Before the web, people could only go to experts who understood the data they were interested in. They described what they were after, using what terminology they were capable of, and left it to professionals to translate their request into a language the data extraction system understood. Putting an extraction process on the web, while relieving the burden on the professional, has simply shifted the burden of expertise onto the user. Without the guidance of a domain expert on the other end of a phone, users are only able to rely on the informational content displayed on their computer screen. Users risk spending their time scouring through a quagmire of documentation (sometimes with little context) and overwhelmed by seemingly inexhaustive and often times irrelevant lists and options.

Domain experts understand the ontology of their domain and can effectively draw the necessary (even common sense) inferences and deductions from a user's request to make a data extraction. It is this intellectual property that is missing in the vast majority of current online data extraction systems. Difficult hit-or-miss keyword searches and large selection lists are the norm today. But as data grows in size, comprehension and complexity, this approach becomes a hindrance. It is of paramount importance that organizations and domain experts take advantage of current technology and incorporate as much domain knowledge as possible within their search systems. Such advances will accommodate an ever-broadening user base confronted with an ever-growing amount of social science data.

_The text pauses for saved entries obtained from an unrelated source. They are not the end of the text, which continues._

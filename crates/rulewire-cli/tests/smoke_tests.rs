//! Smoke tests for the rulewire binary

#![allow(deprecated)] // Command::cargo_bin
#![allow(clippy::expect_used, clippy::unwrap_used)]

use assert_cmd::Command;
use predicates::prelude::*;
use std::fs;
use tempfile::TempDir;

const REGISTRY: &str = "\
linters:
  IfStmt: [NoParensAroundConditions]
  ForStmt: [NoParensAroundConditions, DontRepeatTypeInStaticProperties]
formatters: [UseShorthandTypeNames, NoParensAroundConditions]
";

fn rulewire() -> Command {
    Command::cargo_bin("rulewire").expect("rulewire binary should exist")
}

fn registry(dir: &TempDir) -> std::path::PathBuf {
    let path = dir.path().join("rules.yaml");
    fs::write(&path, REGISTRY).unwrap();
    path
}

// ============================================================================
// Basic CLI Tests
// ============================================================================

#[test]
fn test_version_flag() {
    rulewire()
        .arg("--version")
        .assert()
        .success()
        .stdout(predicate::str::contains(env!("CARGO_PKG_VERSION")));
}

#[test]
fn test_help_flag() {
    rulewire()
        .arg("--help")
        .assert()
        .success()
        .stdout(predicate::str::contains("generate"))
        .stdout(predicate::str::contains("verify"));
}

#[test]
fn test_no_args_fails() {
    rulewire().assert().failure();
}

// ============================================================================
// Generate
// ============================================================================

#[test]
fn test_generate_to_stdout() {
    let dir = TempDir::new().unwrap();
    rulewire()
        .args(["generate", "--registry"])
        .arg(registry(&dir))
        .assert()
        .success()
        .stdout(predicate::str::starts_with("//"))
        .stdout(predicate::str::contains("extension LintPipeline {"))
        .stdout(predicate::str::contains("func visit(_ node: ForStmtSyntax)"))
        .stdout(predicate::str::contains("extension FormatPipeline {"))
        .stdout(predicate::str::ends_with("}\n"));
}

#[test]
fn test_generate_is_deterministic() {
    let dir = TempDir::new().unwrap();
    let path = registry(&dir);
    let first = rulewire()
        .args(["generate", "--registry"])
        .arg(&path)
        .output()
        .unwrap();
    let second = rulewire()
        .args(["generate", "--registry"])
        .arg(&path)
        .output()
        .unwrap();
    assert_eq!(first.stdout, second.stdout);
}

#[test]
fn test_generate_rejects_bad_identifier() {
    let dir = TempDir::new().unwrap();
    let path = dir.path().join("rules.yaml");
    fs::write(&path, "formatters: [\"not valid\"]\n").unwrap();
    rulewire()
        .args(["generate", "--registry"])
        .arg(&path)
        .assert()
        .failure()
        .stderr(predicate::str::contains("Error:"));
}

#[test]
fn test_generate_with_config_override() {
    let dir = TempDir::new().unwrap();
    let config = dir.path().join("rulewire.yaml");
    fs::write(&config, "lint_pipeline: Linter\nindent_width: 4\n").unwrap();
    rulewire()
        .args(["generate", "--registry"])
        .arg(registry(&dir))
        .arg("--config")
        .arg(&config)
        .assert()
        .success()
        .stdout(predicate::str::contains("extension Linter {"))
        .stdout(predicate::str::contains("\n    func visit("));
}

// ============================================================================
// Manifest round trip
// ============================================================================

#[test]
fn test_generate_manifest_then_verify() {
    let dir = TempDir::new().unwrap();
    let rules = registry(&dir);
    let output = dir.path().join("Pipelines+Generated.swift");

    rulewire()
        .args(["--quiet", "generate", "--manifest", "--registry"])
        .arg(&rules)
        .arg("--output")
        .arg(&output)
        .assert()
        .success();
    assert!(dir
        .path()
        .join("Pipelines+Generated.swift.manifest.json")
        .exists());

    rulewire()
        .arg("verify")
        .arg(&output)
        .arg("--registry")
        .arg(&rules)
        .assert()
        .success();
}

#[test]
fn test_verify_fails_after_edit() {
    let dir = TempDir::new().unwrap();
    let output = dir.path().join("Pipelines+Generated.swift");
    rulewire()
        .args(["generate", "--manifest", "--registry"])
        .arg(registry(&dir))
        .arg("--output")
        .arg(&output)
        .assert()
        .success();

    let mut contents = fs::read_to_string(&output).unwrap();
    contents.push_str("// hand edit\n");
    fs::write(&output, contents).unwrap();

    rulewire()
        .arg("verify")
        .arg(&output)
        .assert()
        .failure()
        .stderr(predicate::str::contains("Verification failed"));
}

#[test]
fn test_manifest_requires_output() {
    let dir = TempDir::new().unwrap();
    rulewire()
        .args(["generate", "--manifest", "--registry"])
        .arg(registry(&dir))
        .assert()
        .failure();
}

// ============================================================================
// Config
// ============================================================================

#[test]
fn test_config_shows_defaults() {
    rulewire()
        .arg("config")
        .env_remove("RULEWIRE_CONFIG")
        .assert()
        .success()
        .stdout(predicate::str::contains("format_pipeline: FormatPipeline"));
}

// ============================================================================
// Failure reporting
// ============================================================================

#[test]
fn test_failure_reported_even_when_quiet() {
    let dir = TempDir::new().unwrap();
    rulewire()
        .args(["--quiet", "--color", "never", "verify"])
        .arg(dir.path().join("missing.swift"))
        .assert()
        .failure()
        .stderr(predicate::str::starts_with("FAIL Error: Verification failed"));
}

#[test]
fn test_generate_rejects_oversized_indent() {
    let dir = TempDir::new().unwrap();
    let config = dir.path().join("rulewire.yaml");
    fs::write(&config, "indent_width: 18446744073709551615\n").unwrap();
    rulewire()
        .args(["--color", "never", "generate", "--registry"])
        .arg(registry(&dir))
        .arg("--config")
        .arg(&config)
        .assert()
        .failure()
        .stderr(predicate::str::contains("indent_width must be between 1 and 16"));
}

#[test]
fn test_generate_merges_repeated_node_type() {
    let dir = TempDir::new().unwrap();
    let path = dir.path().join("rules.yaml");
    fs::write(&path, "linters:\n  IfStmt: [RuleA]\n  IfStmt: [RuleB]\n").unwrap();
    rulewire()
        .args(["generate", "--registry"])
        .arg(&path)
        .assert()
        .success()
        .stdout(predicate::str::contains("_ = RuleA(context: context).visit(node)"))
        .stdout(predicate::str::contains("_ = RuleB(context: context).visit(node)"));
}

Tomorrow's web-based solutions offer the means of democratizing access to data as well as interactively assisting users in understanding social science data and methodologies. Leveraging the development of the DDI, rule-based grammars for middle-tier processing, and xslt-driven interface and documentation generation, the web can be used as a pedagogic device to assist both novice and expert users in compiling meaningful social sciences data in a highly dynamic, personalized and intuitive way. This democratizes access in the best possible way: first, by accommodating both novice and expert level usage and second, by offering the means by which the novice can expand and improve upon their knowledge of social sciences and quantitative research to become, should they so choose, a domain expert themselves.

Robert Wozniak, Minnesota Population Center